The other reason why the Silicon Valley isn’t too concerned with the market is because there are countless other factors that will determine Silicon Valley survival.

Y Combinator Paul Graham says, “If we've learned one thing from funding so many startups, it's that they succeed or fail based on the qualities of the founders. The economy has some effect, certainly, but as a predictor of success it's rounding error compared to the founders.”

He adds, “If you're the right sort of person, you'll win even in a bad economy. And if you're not, a good economy won't save you.”

Case in point, Lucas Duplan.

Duplan, a computer science student at Stanford, founded Clinkle in 2011 and raised a whooping $30 million through venture capitalist firms Andreessen Horowitz, Accel Partners’ Jim Breyer, and billionaire investor Richard Branson.

What happened next was one of Silicon Valley’s biggest fails.
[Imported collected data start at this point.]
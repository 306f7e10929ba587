//! Transport to the portal's REST service.
//!
//! Workflows depend on the gateway traits declared next to them; [`HttpPortal`] is the one
//! production implementation and speaks JSON for mutations, multipart for uploads.

pub mod http;

pub use http::HttpPortal;

/// Failure talking to the portal. Never retried; the caller surfaces it and stops.
#[derive(Debug, thiserror::Error)]
pub enum GatewayError {
    #[error("http transport error: {0}")]
    Http(#[from] reqwest::Error),
    #[error("portal responded {status}: {message}")]
    Server { status: u16, message: String },
    #[error("unexpected response payload: {0}")]
    Decode(#[from] serde_json::Error),
    #[error("this request requires a signed-in session")]
    MissingSession,
    #[error("portal base url cannot carry request paths")]
    BaseUrl,
}

impl GatewayError {
    pub fn status(&self) -> Option<u16> {
        match self {
            GatewayError::Server { status, .. } => Some(*status),
            GatewayError::Http(err) => err.status().map(|status| status.as_u16()),
            GatewayError::Decode(_) | GatewayError::MissingSession | GatewayError::BaseUrl => {
                None
            }
        }
    }
}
Clinkle blew through millions of dollars, fired employees horribly, and imploded under Duplan’s leadership. The market had no impact on Clinkle’s failure.

The failure was because Duplan created a terrible corporate culture, enjoyed a luxurious lifestyle before having a finished product, and was simply too inexperienced to lead a company.

Of course, you can’t always fault the founders when a great startup or an great idea goes belly-up. Excellent startup ideas haven’t succeed because, according to CB Insights:

  • It didn’t solve a market need.
  • The startup ran out of cash.
  • The right team wasn’t assembled.
  • The competition did it better.
  • There were pricing or cost issues
  • There was an ineffective business model.
  • It was marketed poorly.
  • Customers were being ignored.
  • The product or service was released at the wrong time.
  • The founders lost focus.
  • There was disharmony between investors and founders, as well as friction among the team or founders and employees.
  • The startup either failed to pivot or did incorrectly.
  • It was located in the wrong place.

The final reason why we don’t obsess over the stock market, is that we entrepreneurs start a business for a number reasons.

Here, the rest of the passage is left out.